In a paper published in the November 1 issue of The Astrophysical Journal, QUaD researchers release detailed maps of the cosmic microwave background (CMB). The researchers focused their measurements on variations in the CMB's temperature and polarization to learn about the distribution of matter in the early universe. Polarization is an intrinsic extra "directionality" to all light rays that is at right angles to the light ray's direction of travel. Although most light is unpolarized--consisting of light rays with an equal mix of all polarizations--the reflection and scattering of a light ray can create polarized light. This property of light is exploited by polarized sunglasses, which block some of the polarized light to reduce glare on sunny days.
The light from the early universe was initially unpolarized but became polarized when it struck moving matter in the very early universe. By creating maps of this polarization, the QUaD team was able to investigate not just where the matter existed, but also how it was moving.
"These new polarization measurements from QUaD are the most sensitive ever made," said Clem Pryke, QUaD team member and assistant professor at the Kavli Institute for Cosmological Physics, located at the University of Chicago.
The QUaD results very closely match the temperature and polarization predicted by the existence of dark matter and dark energy in the standard cosmological model, offering further experimental confirmation that the model is correct. These findings also limit the possibilities of alternative models, reinforcing the view that researchers are on the right track and need to learn more about the strange nature of dark energy and dark matter if they are to fully understand the workings of the universe.

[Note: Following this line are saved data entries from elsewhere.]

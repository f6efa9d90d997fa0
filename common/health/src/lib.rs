use std::collections::HashMap;
use std::ops::Add;
use std::sync::{Arc, RwLock};

use axum::http::StatusCode;
use axum::response::{IntoResponse, Response};
use time::Duration;
use tracing::{info, warn};

/// Health reporting for components of a service.
///
/// Each process contains several asynchronous loops, and the process can
/// only be trusted with user data if all of those loops are properly
/// running and reporting.
///
/// HealthRegistry allows an arbitrary number of components to be registered
/// and report their health. The process' health status is the combination
/// of these individual health status:
///   - if any component is unhealthy, the process is unhealthy
///   - if all components recently reported healthy, the process is healthy
///   - if a component failed to report healthy for its defined deadline,
///     it is considered unhealthy, and the check fails.
///
/// Reports are written straight into the shared component map, so handles
/// can be used from both async tasks and callback threads (the rdkafka
/// statistics callback, for instance) without a reactor being available.
///
/// Trying to merge the k8s concepts of liveness and readiness in a single
/// state is full of foot-guns, so HealthRegistry does not try to do it.
/// Each probe should have its separate instance of the registry to avoid
/// confusions.

#[derive(Default, Debug)]
pub struct HealthStatus {
    /// The overall status: true if all components are healthy
    pub healthy: bool,
    /// Current status of each registered component, for display
    pub components: HashMap<String, ComponentStatus>,
}

impl IntoResponse for HealthStatus {
    /// Computes the axum status code based on the overall health status,
    /// and prints each component status in the body for debugging.
    fn into_response(self) -> Response {
        let body = format!("{:?}", self);
        match self.healthy {
            true => (StatusCode::OK, body),
            false => (StatusCode::INTERNAL_SERVER_ERROR, body),
        }
        .into_response()
    }
}

#[derive(Debug, Clone, Eq, PartialEq)]
pub enum ComponentStatus {
    /// Automatically set when a component is newly registered
    Starting,
    /// Recently reported healthy, will need to report again before the date
    HealthyUntil(time::OffsetDateTime),
    /// Reported unhealthy
    Unhealthy,
    /// Automatically set when the HealthyUntil deadline is reached
    Stalled,
}

type ComponentMap = Arc<RwLock<HashMap<String, ComponentStatus>>>;

#[derive(Clone)]
pub struct HealthHandle {
    component: String,
    deadline: Duration,
    components: ComponentMap,
}

impl HealthHandle {
    /// Report as healthy until now + deadline. Must be called more
    /// frequently than the configured deadline.
    pub fn report_healthy(&self) {
        self.report_status(ComponentStatus::HealthyUntil(
            time::OffsetDateTime::now_utc().add(self.deadline),
        ))
    }

    pub fn report_status(&self, status: ComponentStatus) {
        if let Ok(mut map) = self.components.write() {
            _ = map.insert(self.component.clone(), status);
        } else {
            // Poisoned lock: just warn, the probes will fail and the process restart
            warn!("poisoned HealthRegistry lock")
        }
    }
}

#[derive(Clone)]
pub struct HealthRegistry {
    name: String,
    components: ComponentMap,
}

impl HealthRegistry {
    pub fn new(name: &str) -> Self {
        Self {
            name: name.to_owned(),
            components: Default::default(),
        }
    }

    /// Registers a new component in the registry. The returned handle should
    /// be passed to the component, to allow it to frequently report its
    /// health status.
    pub fn register(&self, component: String, deadline: Duration) -> HealthHandle {
        let handle = HealthHandle {
            component,
            deadline,
            components: self.components.clone(),
        };
        handle.report_status(ComponentStatus::Starting);
        handle
    }

    /// Returns the overall process status, computed from the status of all
    /// the components currently registered. Can be used as an axum handler.
    pub fn get_status(&self) -> HealthStatus {
        let components = self
            .components
            .read()
            .expect("poisoned HealthRegistry lock");

        let result = HealthStatus {
            healthy: !components.is_empty(), // unhealthy if no component has registered yet
            components: Default::default(),
        };
        let now = time::OffsetDateTime::now_utc();

        let result = components
            .iter()
            .fold(result, |mut result, (name, status)| {
                match status {
                    ComponentStatus::HealthyUntil(until) => {
                        if until.gt(&now) {
                            _ = result.components.insert(name.clone(), status.clone())
                        } else {
                            result.healthy = false;
                            _ = result
                                .components
                                .insert(name.clone(), ComponentStatus::Stalled)
                        }
                    }
                    _ => {
                        result.healthy = false;
                        _ = result.components.insert(name.clone(), status.clone())
                    }
                }
                result
            });
        match result.healthy {
            true => info!("{} health check ok", self.name),
            false => warn!("{} health check failed: {:?}", self.name, result.components),
        }
        result
    }
}
use chrono::{DateTime, Utc};

pub trait TimeSource {
    fn now(&self) -> DateTime<Utc>;
}

#[derive(Clone)]
pub struct SystemTime {}

impl TimeSource for SystemTime {
    fn now(&self) -> DateTime<Utc> {
        Utc::now()
    }
}

/// Frozen clock, lets tests pin the server-side `created_at` default.
#[derive(Clone)]
pub struct FixedTime {
    pub time: DateTime<Utc>,
}

impl TimeSource for FixedTime {
    fn now(&self) -> DateTime<Utc> {
        self.time
    }
}
use std::future::ready;
use std::sync::Arc;

use axum::{
    routing::{get, post},
    Router,
};
use common_store::events::EventStore;
use health::HealthRegistry;
use tower_http::trace::TraceLayer;

use crate::{sinks::EventSink, time::TimeSource, track};

use common_metrics::{setup_metrics_recorder, track_metrics};

#[derive(Clone)]
pub struct State {
    pub store: EventStore,
    pub sink: Arc<dyn EventSink + Send + Sync>,
    pub timesource: Arc<dyn TimeSource + Send + Sync>,
}

async fn index() -> &'static str {
    "event ingestion service"
}

pub fn router<TZ: TimeSource + Send + Sync + 'static, S: EventSink + Send + Sync + 'static>(
    timesource: TZ,
    store: EventStore,
    sink: S,
    liveness: HealthRegistry,
    metrics: bool,
) -> Router {
    let state = State {
        store,
        sink: Arc::new(sink),
        timesource: Arc::new(timesource),
    };

    let router = Router::new()
        .route("/", get(index))
        .route("/events", post(track::track_event))
        .route("/events/batch", post(track::track_batch))
        .route("/events/:event_id", get(track::get_event))
        .route("/users/:user_id/events", get(track::get_user_events))
        .route("/health", get(track::health))
        .route("/_liveness", get(move || ready(liveness.get_status())))
        .layer(TraceLayer::new_for_http())
        .layer(axum::middleware::from_fn(track_metrics))
        .with_state(state);

    // Don't install metrics unless asked to
    // Installing a global recorder when used as a library (during tests etc)
    // does not work well.
    if metrics {
        let recorder_handle = setup_metrics_recorder();

        router.route("/metrics", get(move || ready(recorder_handle.render())))
    } else {
        router
    }
}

"Microwave background observations are about the most technically challenging in contemporary astrophysics and cosmology," said KIPAC Director Roger Blandford. "It is wonderful to see such solid measurements and such a clear confirmation of the theory."
The QUaD (QUEST at DASI) project utilizes the Q U Extra-galactic Survey Telescope (QUEST) instrument at the South Pole that was installed on the mechanical structure from a previous experiment called DASI (Degree Angular Scale Interferometer).
The principal members of the QUaD collaboration are the Kavli Institute for Particle Astrophysics and Cosmology at Stanford University and the Department of Energy's SLAC National Accelerator Laboratory, the Kavli Institute for Cosmological Physics at the University of Chicago, the California Institute of Technology, the Jet Propulsion Laboratory, Cambridge University (United Kingdom), Cardiff University (United Kingdom), University of Edinburgh (United Kingdom) and Maynooth College (Ireland).
The National Science Foundation funded the U.S. portion of the experiment, the Particle Physics and Astronomy Research Council funded the U.K. research and Enterprise Ireland funded the Irish contribution.
SLAC National Accelerator Laboratory is a multi-program laboratory exploring frontier questions in astrophysics, photon science, particle physics and accelerator research. Located in Menlo Park, California, SLAC is operated by Stanford University for the U.S. Department of Energy Office of Science.